The 12th gen was max 8 performance cores with HT, and max 8 efficiency cores depending on the sku of course.
13th gen Raptor lake is max 8 perf cores and 16 efficiency cores.
One of my system happened to be a 12700K version contrary to most of my systems because been a real ryzen/threadripper fan.

From what i understand the Thread director is a hardware solution that directs work and tasks to either the big core or a little core.
My god this sucks!
For example with faceswap, when i start training it always redirects the training job to the little cores. They choke and its/min drop significantly.
Have every powerplan to ultimate/max super duper, but the tread director just does his own thing.
I can solve the issue by
1 - Keeping the separate training preview window on top makes the work go to the big cores but when having the the normal program window on top work goes to the small cores
1 - Every time manually assign adjust the core affinity of the work process to bypass the small cores.

Damn that sucks,
In the end just disabled the small cores in bios, but a warning for al who think that 12th and 13th gen is a good way to get lots of multithreaded multicore performance.
The thread director is a real *

Disclaimer is that i do run W10, it supposedly been somewhat better in W11

Post by **torzdf** » Sun Aug 13, 2023 10:37 pm

Interesting. I've not seen an issue with bottlenecking in i7-12700k, but tbf, I have not investigated at all, and am on Linux

Ryzen1988 · Post by **Ryzen1988** » Wed Aug 16, 2023 11:57 am

The behavior is not limited to faceswap.
The distribution of work for seems to be heavily dependent on the task being in the foreground, otherwise it often gets assigned to the little cores.
Also the fact that my sku only has 4 little cores, if like the raptor lake i9 you have 16 little cores that maybe would be a different scenario.

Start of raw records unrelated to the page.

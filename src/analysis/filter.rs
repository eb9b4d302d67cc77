use ndarray::{Array1, ArrayView1};
use thiserror::Error;

/// Tap count of the 4th-order sections; both coefficient vectors must have
/// exactly this length.
pub const FILTER_TAPS: usize = 5;

#[derive(Debug, Error, PartialEq)]
pub enum ConfigError {
    #[error("expected {expected} filter coefficients, got {got}")]
    CoefficientCount { expected: usize, got: usize },
    #[error("feedback coefficients must be normalized to a[0] = 1.0, got {0}")]
    NotNormalized(f64),
}

/// Causal 4th-order IIR filter with baseline-wander removal.
///
/// A slow exponential average tracks the baseline drift of the incoming
/// signal and is subtracted before the IIR stage, so the filter itself only
/// sees the AC component. All state, the baseline estimate included, is per
/// instance; independent filters never interact.
#[derive(Debug, Clone)]
pub struct IirFilter {
    b: [f64; FILTER_TAPS],
    a: [f64; FILTER_TAPS],
    // input/output histories, newest first
    x: [f64; FILTER_TAPS],
    y: [f64; FILTER_TAPS],
    baseline: f64,
    baseline_alpha: f64,
}

impl IirFilter {
    pub fn new(b: &[f64], a: &[f64], baseline_alpha: f64) -> Result<Self, ConfigError> {
        if b.len() != FILTER_TAPS {
            return Err(ConfigError::CoefficientCount {
                expected: FILTER_TAPS,
                got: b.len(),
            });
        }
        if a.len() != FILTER_TAPS {
            return Err(ConfigError::CoefficientCount {
                expected: FILTER_TAPS,
                got: a.len(),
            });
        }
        if a[0] != 1.0 {
            return Err(ConfigError::NotNormalized(a[0]));
        }

        let mut filter = Self {
            b: [0.0; FILTER_TAPS],
            a: [0.0; FILTER_TAPS],
            x: [0.0; FILTER_TAPS],
            y: [0.0; FILTER_TAPS],
            baseline: 0.0,
            baseline_alpha,
        };
        filter.b.copy_from_slice(b);
        filter.a.copy_from_slice(a);
        Ok(filter)
    }

    /// Run a batch through the filter. The output has the same length as the
    /// input and continues seamlessly from whatever was processed before.
    pub fn process(&mut self, input: ArrayView1<f64>) -> Array1<f64> {
        let mut output = Array1::zeros(input.len());
        for (out, &sample) in output.iter_mut().zip(input.iter()) {
            *out = self.step(sample);
        }
        output
    }

    fn step(&mut self, sample: f64) -> f64 {
        self.baseline = self.baseline_alpha * self.baseline + (1.0 - self.baseline_alpha) * sample;
        let sample = sample - self.baseline;

        self.x = [sample, self.x[0], self.x[1], self.x[2], self.x[3]];
        self.y = [0.0, self.y[0], self.y[1], self.y[2], self.y[3]];

        let mut acc = 0.0;
        for i in 0..FILTER_TAPS {
            acc += self.b[i] * self.x[i];
        }
        for i in 1..FILTER_TAPS {
            acc -= self.a[i] * self.y[i];
        }
        self.y[0] = acc;
        acc
    }
}

#[cfg(test)]
mod tests {
    use super::*;
    use ndarray::array;

    fn test_filter() -> IirFilter {
        IirFilter::new(
            &[0.0034, 0.0, -0.0068, 0.0, 0.0034],
            &[1.0, -3.6789, 5.1797, -3.3058, 0.8060],
            0.995,
        )
        .unwrap()
    }

    #[test]
    fn rejects_wrong_coefficient_count() {
        let err = IirFilter::new(&[1.0, 0.0], &[1.0, 0.0], 0.995).unwrap_err();
        assert_eq!(err, ConfigError::CoefficientCount { expected: 5, got: 2 });

        let err = IirFilter::new(&[0.0; 5], &[2.0, 0.0, 0.0, 0.0, 0.0], 0.995).unwrap_err();
        assert_eq!(err, ConfigError::NotNormalized(2.0));
    }

    #[test]
    fn empty_input_is_a_no_op() {
        let mut filter = test_filter();
        let out = filter.process(ArrayView1::from(&[][..]));
        assert_eq!(out.len(), 0);

        // state must be untouched: a fresh filter produces the same output
        let probe = array![1.0, 0.5, -0.25, 0.0];
        assert_eq!(
            filter.process(probe.view()),
            test_filter().process(probe.view())
        );
    }

    #[test]
    fn deterministic_for_identical_input() {
        let input: Vec<f64> = (0..200).map(|i| (i as f64 * 0.1).sin()).collect();
        let a = test_filter().process(ArrayView1::from(&input[..]));
        let b = test_filter().process(ArrayView1::from(&input[..]));
        assert_eq!(a, b);
    }

    #[test]
    fn batching_does_not_change_the_output() {
        let input: Vec<f64> = (0..300).map(|i| (i as f64 * 0.07).cos() * 2.0).collect();

        let whole = test_filter().process(ArrayView1::from(&input[..]));

        let mut split_filter = test_filter();
        let mut split = Vec::new();
        for chunk in input.chunks(17) {
            split.extend(split_filter.process(ArrayView1::from(chunk)));
        }

        for (w, s) in whole.iter().zip(split.iter()) {
            assert!((w - s).abs() < 1e-12);
        }
    }
}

During launch it was touted that you needed W11 for optimal performance and with initial benchmarks showed there was sometimes strange performance discrepancy vs W10.
Guess they never bothered to fix that, but i still see W11 as complete dumpster fire and would rather skip it. Probably go back to a Ryzen and Threadripper in a year anyway.
Tried to adopt linux several times, but the process always is panful and ultimately i go back to my windows LTSC. Born and raised a windows user sort a say

Post by **torzdf** » Thu Aug 17, 2023 8:29 am

Yeah, updating to 12th Gen intel was what made me upgrade to W11.

Upgrading to W11 was what made me make the full time switch to Linux.

HoloByteus · Post by **HoloByteus** » Mon Aug 21, 2023 11:26 am

I've never noticed a bottleneck due to the P/E core design with W11 and a 12700K/3060. It's pretty obvious the bottleneck is the 3060 in this case. Even E-cores aren't hit that hard with FS tasks although recently I started using NVencC H265 encoding and there I see E cores maxed like I've rarely seen, a solid box of 100%, but still the GPU is also at 100% utilization so I wouldn't call that a processor bottleneck. There is also P core utilization but the CPU is usually less than 20% utilized if that. That task is just moving data after all and that's an E-core primary job, total system power draw is 250w.
See Max E-core usage with Topaz Video AI too, GPU 100% and iGPU about 8% since it's my display and Task manager is running, total system draw now is 380w.

Ryzen1988 · Post by **Ryzen1988** » Mon Aug 21, 2023 11:57 pm

With a 3060 as you mentioned it does not surprise me.
NVNEC is almost all offloaded to the ASIC part, so cpu and gpu utilisation is meant to be very low

I am running a system with a 4090 and rtx a6000, i have them somewhat constrained power wise because if both load up on heavy work at the same time my 1300W power supply just shuts off. really need a bigger psu.
Anyway in the above scenario having the 4 little cores do all the heavy cpu work really visibly slows down the it/s.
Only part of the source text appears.